4.25.2005

Religion.

I was talking to someone today about the new pope--he seems like a politico to me, whereas JPII seemed like a spiritual man who had to do some politics--when she started talking to me about how there will be no peace on earth this side of the final judgement, because of the power of Satan on earth to cause war, which is always evil, except that sometimes you have to do it anyway.

Dude.

I told her I didn't know about all that, only that the new pope didn't measure up to JPII.

Bad thing: When people use religious doctrine irrelevantly to justify an opinion, i.e., that Pope Benedict is a good guy. I'm oversimplifying the train of thought, but I think that was the intent.

Good thing: That I'm no longer a recovering Catholic. I'm not Catholic. I'm not Christian. (To me, it'd be like saying I believe in ratchets and nothing but ratchets when I have a whole box of tools.) But I'm not bitter about it anymore; I don't need to defend myself from conversations that become illogical when religion is mentioned. I don't have to get angry about it anymore.

Now, Focus on the Family is a different story. They're hateful jerks, and if I were Christian, they'd probably make me even more angry than they do now.

4.18.2005

Matt! Maaaaattttt!

Ben Edlund to write more Tick.


(via Whedonesque.)

4.17.2005

Caffeine.

One of the things I miss about drinking strong coffe is the caffeine buzz. It seemed to make life just a little bit easier, at times. Like today, when I have no inspiration to do anything. I could sit down, drink a pot of coffee, and the world would have sparkly edges. Everything would inspire me to something.

I'd never finish that stuff, though. Because I'd travel back to the land of after-coffee, and it'd be boring. Utterly boring.

Anyway, I've had a long run of uninspiring days. Stuff happens, but it does't feel important enough to write about. Made a new kind of chicken noodle soup, a pistou without the vegetables, I guess, and accidentally received an indoor grilling book from my cookbook club, which Lee was excited about, so I'll keep it. (Yes, I belong to a cookbook club. I don't usually cook using recipes, either.) I'm introducing Ray to the idea that letters make sounds, which make words. Lee's brother Mike stopped by on his way to see their brother Dale in Tucson; Mike wanted to know what tricks Ray could do. Heard about Dale being Dale; it sounds like he's dating someone who can relate to--not just laugh at--his stories. She only has one eye. I went to a potluck/open house celebrating the adoption of my boss's two new kids from the Ukraine. I finally read Zen Mind, Beginner's Mind. I'm roasting chicken with homemade yakitori sauce. I read Song of Susannah yesterday, and I found it lacking compared to the other books in the series, probably because so much of it was a writerly trick to set up the last book. Did laundry. Survived another sinus infection. Changed the batteries in 20 cheap watches and only lost one screw.

But I did sit down today and promise myself that I'd write in my blog. I don't know why, but even the dull entries make me feel better, at heart, than drinking a pot of coffee. And not as twitchy, either.

4.09.2005

Review.

Since this is what I've been doing for most of my free time this week, I'd better post one.
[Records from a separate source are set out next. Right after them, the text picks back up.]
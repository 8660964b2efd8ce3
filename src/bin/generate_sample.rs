/// Minimal deterministic PRNG (xoshiro256**)
struct SimpleRng {
    state: [u64; 4],
}

impl SimpleRng {
    fn new(seed: u64) -> Self {
        let mut s = [0u64; 4];
        let mut x = seed;
        for slot in &mut s {
            x = x.wrapping_mul(6364136223846793005).wrapping_add(1);
            *slot = x;
        }
        SimpleRng { state: s }
    }

    fn next_u64(&mut self) -> u64 {
        let result = (self.state[1].wrapping_mul(5))
            .rotate_left(7)
            .wrapping_mul(9);
        let t = self.state[1] << 17;
        self.state[2] ^= self.state[0];
        self.state[3] ^= self.state[1];
        self.state[1] ^= self.state[2];
        self.state[0] ^= self.state[3];
        self.state[2] ^= t;
        self.state[3] = self.state[3].rotate_left(45);
        result
    }

    fn next_f64(&mut self) -> f64 {
        (self.next_u64() >> 11) as f64 / (1u64 << 53) as f64
    }

    /// Uniform draw from [lo, hi).
    fn uniform(&mut self, lo: f64, hi: f64) -> f64 {
        lo + (hi - lo) * self.next_f64()
    }
}

/// One booster era: category label, payload envelope (kg), and the base
/// probability of a successful landing.
struct Era {
    category: &'static str,
    flights: usize,
    payload_lo: f64,
    payload_hi: f64,
    success_p: f64,
}

fn main() {
    let mut rng = SimpleRng::new(42);

    // Launch cadence per site, roughly matching the historical record.
    let sites: [(&str, f64); 4] = [
        ("CCAFS LC-40", 0.46),
        ("KSC LC-39A", 0.23),
        ("VAFB SLC-4E", 0.18),
        ("CCAFS SLC-40", 0.13),
    ];

    // Landing reliability improves with each booster generation.
    let eras = [
        Era { category: "v1.0", flights: 5, payload_lo: 0.0, payload_hi: 700.0, success_p: 0.0 },
        Era { category: "v1.1", flights: 14, payload_lo: 500.0, payload_hi: 4500.0, success_p: 0.07 },
        Era { category: "FT", flights: 21, payload_lo: 1500.0, payload_hi: 9600.0, success_p: 0.62 },
        Era { category: "B4", flights: 8, payload_lo: 2000.0, payload_hi: 7000.0, success_p: 0.72 },
        Era { category: "B5", flights: 8, payload_lo: 2500.0, payload_hi: 10_000.0, success_p: 0.85 },
    ];

    std::fs::create_dir_all("data").expect("Failed to create data directory");
    let output_path = "data/spacex_launch_dash.csv";
    let mut writer = csv::Writer::from_path(output_path).expect("Failed to create output file");
    writer
        .write_record([
            "Flight Number",
            "Launch Site",
            "Payload Mass (kg)",
            "class",
            "Booster Version Category",
        ])
        .expect("Failed to write header");

    let mut flight_number = 0usize;
    for era in &eras {
        for _ in 0..era.flights {
            flight_number += 1;

            let mut pick = rng.next_f64();
            let mut site = sites[0].0;
            for &(name, weight) in &sites {
                if pick < weight {
                    site = name;
                    break;
                }
                pick -= weight;
            }

            let payload = rng.uniform(era.payload_lo, era.payload_hi).round();
            // Heavier payloads leave less margin for the landing burn.
            let p = (era.success_p - payload / 50_000.0).max(0.0);
            let class = if rng.next_f64() < p { 1 } else { 0 };

            writer
                .write_record([
                    flight_number.to_string(),
                    site.to_string(),
                    format!("{payload:.1}"),
                    class.to_string(),
                    era.category.to_string(),
                ])
                .expect("Failed to write record");
        }
    }

    writer.flush().expect("Failed to flush output");
    println!("Wrote {flight_number} launch records to {output_path}");
}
*A Short History of Nearly Everything
By Bill Bryson.

It's time to scrap our science textbooks. Not only are they wrong--and they know they're wrong--but they're bad. Electrons do not swirl around the nucleus of an atom like planets, but it'll take you until you're in college or the hands of a subversive high-school physics teacher to find out. Formulas considered too complex for a teenager to learn are dumbed down. Facts are left out, distorted, glossed over: theories are presented as laws, despite any contrary facts. Mostly what you learn from science classes until you hit college is to sit down and shut up.

It's an exciting time to learn science; the only problem is, you have to learn it in spite of your education.

Well, here you go. Bill Bryson won't tell you the real formulas, won't give you the true truth as concealed by highschool textbooks everywhere, but he will tell you how complex the situation is. And he'll put in the little, human details about scientific history that will make you laugh and shudder with how little we know, and how lucky we are to know what we do know.

I recommend this book to anyone who won't be angry about it, that is, the people who already know so much about science that this stuff will be old hat. Most of this stuff was old hat for me, but it was so well written and so well questioned that I enjoyed it anyway. Especially it seems like a good (if long!) idea for anyone in high school that's struggling with science. Why? They ask. Because, their teachers answer. Bill Bryson isn't a science writer--he mostly writes travel books--and makes things interesting and easy to grasp for the layman.